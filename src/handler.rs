//! Handler trait and type erasure.
//!
//! Every route handler, whatever its concrete type, is stored as the same
//! boxed closure: `Request` in, pinned `Response` future out. Converting a
//! handler wraps it once at registration; each request then costs one `Arc`
//! clone and one indirect call.
//!
//! Closures work as well as `async fn`s, which is how handlers get at shared
//! state:
//!
//! ```text
//! let up = Arc::clone(&upstreams);
//! router.get("/x", move |req| { let up = Arc::clone(&up); async move { up.x(req).await } })
//! ```

use std::future::Future;
use std::pin::Pin;
use std::sync::Arc;

use crate::request::Request;
use crate::response::{IntoResponse, Response};

/// What a stored handler returns for one request.
#[doc(hidden)]
pub type ResponseFuture = Pin<Box<dyn Future<Output = Response> + Send>>;

/// A handler with its concrete type erased. Shared by every connection.
#[doc(hidden)]
pub type BoxedHandler = Arc<dyn Fn(Request) -> ResponseFuture + Send + Sync>;

/// Anything that can answer a routed request.
///
/// Implemented for every function or closure shaped like
///
/// ```text
/// async fn name(req: Request) -> impl IntoResponse
/// ```
///
/// which includes handlers returning `Result<Response, Error>`.
pub trait Handler: Send + Sync + 'static {
    #[doc(hidden)]
    fn into_boxed_handler(self) -> BoxedHandler;
}

impl<F, Fut> Handler for F
where
    F: Fn(Request) -> Fut + Send + Sync + 'static,
    Fut: Future + Send + 'static,
    Fut::Output: IntoResponse,
{
    fn into_boxed_handler(self) -> BoxedHandler {
        Arc::new(move |req| -> ResponseFuture {
            let pending = self(req);
            Box::pin(async move { pending.await.into_response() })
        })
    }
}
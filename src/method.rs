//! HTTP method as a typed enum.
//!
//! Covers the RFC 9110 standard methods. Anything else is answered with
//! `405 Method Not Allowed` before it reaches a handler.

use std::fmt;
use std::str::FromStr;

/// A known HTTP method.
#[derive(Clone, Copy, Debug, Eq, Hash, PartialEq, Ord, PartialOrd)]
pub enum Method {
    Connect,
    Delete,
    Get,
    Head,
    Options,
    Patch,
    Post,
    Put,
    Trace,
}

impl Method {
    /// Returns the uppercase wire representation (e.g. `"GET"`).
    pub fn as_str(self) -> &'static str {
        match self {
            Self::Connect => "CONNECT",
            Self::Delete  => "DELETE",
            Self::Get     => "GET",
            Self::Head    => "HEAD",
            Self::Options => "OPTIONS",
            Self::Patch   => "PATCH",
            Self::Post    => "POST",
            Self::Put     => "PUT",
            Self::Trace   => "TRACE",
        }
    }
}

/// Parses an uppercase method string (e.g. `"GET"`). Case-sensitive per RFC 9110 §9.1.
impl FromStr for Method {
    type Err = ();

    fn from_str(s: &str) -> Result<Self, Self::Err> {
        match s {
            "CONNECT" => Ok(Self::Connect),
            "DELETE"  => Ok(Self::Delete),
            "GET"     => Ok(Self::Get),
            "HEAD"    => Ok(Self::Head),
            "OPTIONS" => Ok(Self::Options),
            "PATCH"   => Ok(Self::Patch),
            "POST"    => Ok(Self::Post),
            "PUT"     => Ok(Self::Put),
            "TRACE"   => Ok(Self::Trace),
            _         => Err(()),
        }
    }
}

/// Extension methods hyper accepts but we do not route (e.g. `PURGE`) fail.
impl TryFrom<&http::Method> for Method {
    type Error = ();

    fn try_from(m: &http::Method) -> Result<Self, Self::Error> {
        m.as_str().parse()
    }
}

impl fmt::Display for Method {
    fn fmt(&self, f: &mut fmt::Formatter<'_>) -> fmt::Result {
        f.write_str(self.as_str())
    }
}
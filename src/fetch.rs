//! Outbound HTTP GET against third-party APIs.
//!
//! One request per call: no timeout, retry or redirect policy beyond what
//! `reqwest` does by default. Failures come back as [`Error::Fetch`] so the
//! caller can answer its own client instead of the process giving up.

use bytes::Bytes;
use http::StatusCode;
use tracing::debug;
use url::Url;

use crate::error::Error;

/// A downstream response, read to the end.
#[derive(Debug)]
pub struct Fetched {
    pub status: StatusCode,
    pub body: Bytes,
}

/// Issues GET requests on behalf of handlers.
///
/// Cheap to clone; clones share one connection pool.
#[derive(Clone, Debug, Default)]
pub struct Fetcher {
    client: reqwest::Client,
}

impl Fetcher {
    pub fn new() -> Self {
        Self::default()
    }

    /// GETs `url` and returns its status and full body.
    pub async fn get(&self, url: Url) -> Result<Fetched, Error> {
        debug!(%url, "fetching upstream");

        let res = self.client.get(url).send().await?;
        let status = res.status();
        let body = res.bytes().await?;

        debug!(%status, len = body.len(), "upstream answered");
        Ok(Fetched { status, body })
    }
}
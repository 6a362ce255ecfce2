//! Server settings.
//!
//! The demo server always runs with [`Config::default`]. The fields are
//! public so tests can point the upstreams at local stand-ins.

/// Where to listen and which upstream APIs to proxy.
#[derive(Clone, Debug)]
pub struct Config {
    /// `host:port` the server binds to.
    pub addr: String,
    /// Proxied verbatim by `/retornarUsuarioAleatorio`.
    pub random_user_url: String,
    /// `/retornarPokemon/{nome}` appends `nome` as a path segment.
    pub pokemon_base_url: String,
}

impl Default for Config {
    fn default() -> Self {
        Self {
            addr: "0.0.0.0:10000".to_owned(),
            random_user_url: "https://randomuser.me/api/".to_owned(),
            pokemon_base_url: "https://pokeapi.co/api/v2/pokemon/".to_owned(),
        }
    }
}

* _Prompt_: Once you find the line with "pub enum Method" in the entries above, output it and each line after it up to and including the line with "fn from_str(s: &str)", and nothing else.

* _Exercise solution_:
pub enum Method {
    Connect,
    Delete,
    Get,
    Head,
    Options,
    Patch,
    Post,
    Put,
    Trace,
}

impl Method {
    /// Returns the uppercase wire representation (e.g. `"GET"`).
    pub fn as_str(self) -> &'static str {
        match self {
            Self::Connect => "CONNECT",
            Self::Delete  => "DELETE",
            Self::Get     => "GET",
            Self::Head    => "HEAD",
            Self::Options => "OPTIONS",
            Self::Patch   => "PATCH",
            Self::Post    => "POST",
            Self::Put     => "PUT",
            Self::Trace   => "TRACE",
        }
    }
}

/// Parses an uppercase method string (e.g. `"GET"`). Case-sensitive per RFC 9110 §9.1.
impl FromStr for Method {
    type Err = ();

    fn from_str(s: &str) -> Result<Self, Self::Err> {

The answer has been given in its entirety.